Hey there! I wanted to open this issue to share and discuss some of the issues I've found as a competition participant, and, as someone that got nerdsniped into thinking about this.

Before jumping into the issues and ideas, in this specific case, I'm looking at the deepfunding problem as decomposable into two independent mechanisms.

  1. Creating an up to date and flexible Graph of Dependencies.
  2. Assigning "accurate" weights to an arbitrary Graph of Dependencies. This implies all the scaling human judgment, preference aggregation, ...

Juror Evaluations Statistical Significance

Currently, most Juror ratings lack consistency and statistical significance. This makes any model trained on them very noisy. Collecting edges randomly results in very few of them ending up with a solid weight.

If future implementations require data gathering, this should be done in more adaptive ways that collect the maximum amount of information from each juror evaluation. There might be also a chance to use consensus building algorithms from Community Notes or similar projects that aggregate information in multiple ways.

The two main open questions for me here are: How to balance juror diversity with consistency needs? Should consistently deviating jurors be penalized or weighted differently? We probably want very diverse jurors but also for them to be "consistent enough".

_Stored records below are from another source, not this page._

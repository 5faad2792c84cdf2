//! Pantry item form.

use super::{parse_int, parse_quantity, quantity_text, required};
use crate::error::FormError;
use crate::resource::ResourceKind;
use crate::workflow::{Editable, Mode, Prepared};
use larder_client::{
    CapacityMeasure, Category, Container, Gateway, GatewayFuture, Id, NewPantryItem, PantryItem, PantryItemUpdate,
};

/// Raw pantry item fields.
#[derive(Debug, Clone, Default, PartialEq)]
pub struct PantryItemForm {
    /// Display name
    pub name: String,
    /// Chosen category; only editable on create
    pub category: Option<Id>,
    /// Container size, whole number
    pub capacity: String,
    /// Unit of the capacity
    pub capacity_measure: Option<CapacityMeasure>,
    /// Kind of container
    pub container: Option<Container>,
    /// Containers on hand
    pub on_hand: String,
}

/// One pantry item field edit.
#[derive(Debug, Clone, PartialEq)]
pub enum PantryItemField {
    /// Set the name
    Name(String),
    /// Pick a category
    Category(Id),
    /// Set the capacity text
    Capacity(String),
    /// Pick a unit
    CapacityMeasure(CapacityMeasure),
    /// Pick a container
    Container(Container),
    /// Set the on-hand text
    OnHand(String),
}

/// Dropdown choices for the pantry item form.
#[derive(Debug, Clone, Default, PartialEq, Eq)]
pub struct PantryItemChoices {
    /// Categories a new item can be filed under
    pub categories: Vec<Category>,
}

/// Validated pantry item request.
#[derive(Debug, Clone, PartialEq)]
pub enum PantryItemDraft {
    /// `POST api/newPantryItem/`
    Create(NewPantryItem),
    /// `PUT api/pantryItem/{id}`
    Update {
        /// Item being changed
        id: Id,
        /// New field values
        item: PantryItemUpdate,
    },
}

impl PantryItemForm {
    fn from_item(item: &PantryItem) -> Self {
        Self {
            name: item.name.clone(),
            category: Some(item.category.clone()),
            capacity: item.capacity.to_string(),
            capacity_measure: Some(item.capacity_measure),
            container: Some(item.container),
            on_hand: quantity_text(item.on_hand),
        }
    }
}

impl Editable for PantryItem {
    type Context = ();
    type Form = PantryItemForm;
    type Field = PantryItemField;
    type Choices = PantryItemChoices;
    type Draft = PantryItemDraft;

    fn prepare<'a>(gateway: &'a dyn Gateway, _: &'a (), mode: &'a Mode) -> GatewayFuture<'a, Prepared<Self>> {
        Box::pin(async move {
            match mode {
                Mode::Create => {
                    let categories = gateway.list_categories().await?;
                    Ok(Prepared {
                        form: PantryItemForm::default(),
                        choices: PantryItemChoices { categories },
                    })
                },
                Mode::Edit(id) => {
                    let item = gateway.get_pantry_item(id).await?;
                    Ok(Prepared {
                        form: PantryItemForm::from_item(&item),
                        choices: PantryItemChoices::default(),
                    })
                },
            }
        })
    }

    fn prepare_failure(mode: &Mode) -> String {
        match mode {
            Mode::Create => "Failed to retrieve Pantry Item Categories".to_string(),
            Mode::Edit(_) => format!("Failed to retrieve {}", ResourceKind::PantryItem.label()),
        }
    }

    fn apply(form: &mut PantryItemForm, field: PantryItemField) {
        match field {
            PantryItemField::Name(name) => form.name = name,
            PantryItemField::Category(category) => form.category = Some(category),
            PantryItemField::Capacity(capacity) => form.capacity = capacity,
            PantryItemField::CapacityMeasure(measure) => form.capacity_measure = Some(measure),
            PantryItemField::Container(container) => form.container = Some(container),
            PantryItemField::OnHand(on_hand) => form.on_hand = on_hand,
        }
    }

    fn validate(form: &PantryItemForm, _: &(), mode: &Mode) -> Result<PantryItemDraft, FormError> {
        let name = required(&form.name)?.to_string();
        let capacity = parse_int(&form.capacity, "capacity")?;
        let capacity_measure = form.capacity_measure.ok_or(FormError::Incomplete)?;
        let container = form.container.ok_or(FormError::Incomplete)?;
        let on_hand = parse_quantity(&form.on_hand, "on_hand")?;

        match mode {
            Mode::Create => Ok(PantryItemDraft::Create(NewPantryItem {
                name,
                capacity,
                capacity_measure,
                container,
                category: form.category.clone().ok_or(FormError::Incomplete)?,
                on_hand,
            })),
            Mode::Edit(id) => Ok(PantryItemDraft::Update {
                id: id.clone(),
                item: PantryItemUpdate {
                    name,
                    capacity,
                    capacity_measure,
                    container,
                    on_hand,
                },
            }),
        }
    }

    fn save<'a>(gateway: &'a dyn Gateway, draft: &'a PantryItemDraft) -> GatewayFuture<'a, Self> {
        match draft {
            PantryItemDraft::Create(item) => gateway.create_pantry_item(item),
            PantryItemDraft::Update { id, item } => gateway.update_pantry_item(id, item),
        }
    }

    fn delete<'a>(gateway: &'a dyn Gateway, id: &'a Id) -> GatewayFuture<'a, ()> {
        gateway.delete_pantry_item(id)
    }

    fn saved_label(&self) -> String {
        self.name.clone()
    }
}

#[cfg(test)]
#[allow(clippy::unwrap_used)]
mod tests {
    use super::*;

    fn filled() -> PantryItemForm {
        PantryItemForm {
            name: " Oat milk ".to_string(),
            category: Some(Id::from("c1")),
            capacity: "1000".to_string(),
            capacity_measure: Some(CapacityMeasure::Ml),
            container: Some(Container::Bottle),
            on_hand: "1.5".to_string(),
        }
    }

    #[test]
    fn create_requires_a_category() {
        let mut form = filled();
        form.category = None;

        assert_eq!(
            PantryItem::validate(&form, &(), &Mode::Create),
            Err(FormError::Incomplete)
        );
        assert!(PantryItem::validate(&form, &(), &Mode::Edit(Id::from(4))).is_ok());
    }

    #[test]
    fn create_draft_carries_parsed_fields() {
        let draft = PantryItem::validate(&filled(), &(), &Mode::Create).unwrap();

        assert_eq!(
            draft,
            PantryItemDraft::Create(NewPantryItem {
                name: "Oat milk".to_string(),
                capacity: 1000,
                capacity_measure: CapacityMeasure::Ml,
                container: Container::Bottle,
                category: Id::from("c1"),
                on_hand: 1.5,
            })
        );
    }

    #[test]
    fn fractional_capacity_is_rejected() {
        let mut form = filled();
        PantryItem::apply(&mut form, PantryItemField::Capacity("2.5".to_string()));

        assert_eq!(
            PantryItem::validate(&form, &(), &Mode::Create),
            Err(FormError::InvalidNumber { field: "capacity" })
        );
    }

    #[test]
    fn missing_container_is_incomplete() {
        let mut form = filled();
        form.container = None;

        assert_eq!(
            PantryItem::validate(&form, &(), &Mode::Create),
            Err(FormError::Incomplete)
        );
    }
}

Dependency Graph Collection Accuracy and Completeness

Since the real dependency graph is not static, any "snapshot" of it quickly becomes outdated. If collected programmatically like now, the process can result in incomplete data too. This results in graphs that have mismatches between competition data and actual project dependencies. There is also an ongoing question of how to allow other kinds of dependencies that are more abstract (e.g: papers, references, ...).

A simple solution for this would be to have the programmatic script that now generates the CSVs/JSON to also generate a bunch of YAML files in a repository that maintainers and other community members could inspect, edit, and discuss. In theory, it's possible in the current setup but editing CSV files is not as simple as doing it on small project focused YAML files. The complex solution other folks are thinking about is Prediction Markets, but that probably deserves its own issue.

The YAML on a repo solution seems to me like a great compromise as it doesn't add much overhead to the current process and invites anyone to collaborate while keeping the "admin decides" approach of the current one.

There is also one big question in this area: how to prevent projects doing adversarial behavior (hiding dependencies, fake dependencies)?

Intensity Scoring in Pairwise Comparisons

Asking jurors for intensity in the pairwise comparisons introduces noise and bias. More importantly, it also breaks some interesting pairwise properties like order dependency. Some of the issues of asking and using intensity are:

  • Order dependence: first comparison becomes anchor point affecting all subsequent ratings.
  • Jurors provide wildly different intensity values (e.g., 999x vs 100x for same comparison). Can be dealt with later with log or other transformations, but each juror will have its own scale.
  • Jurors lack global view - only see tiny percentage of entries, making scale impossible

Intensity measurements in pairwise comparisons introduce noise and a temporal dependency between evaluations.

The cleanest solution in my mind is to completely remove intensity. Use only binary comparisons. These simpler binary comparisons layered with an aggregation step (Elo / BT) should provide more robust results.

Model Training Approach for Graph Completion

Currently, participants' models are expected to scale the human judgment. I think there are a few issues with that after spending some time with the data and generating models from it.

  • Models will overfit to the limited training data.
  • Models waste the signal kept away in the test set. The model that wins and decides the final weights won't be trained with all the data from jurors, only a subset! This is useful to avoid overfitting at the competition time, but makes models less powerful than they could be.
  • Small number of L1 repositories have disproportionate influence on entire graph as the entrypoints.
  • The train/test split is sensible and makes shuffling data to have significant impact on the results.
  • L1 and L2 nodes have few samples and different semantic meaning.
  • Static rewards don't incentivize edge-case discoveries or model diversity.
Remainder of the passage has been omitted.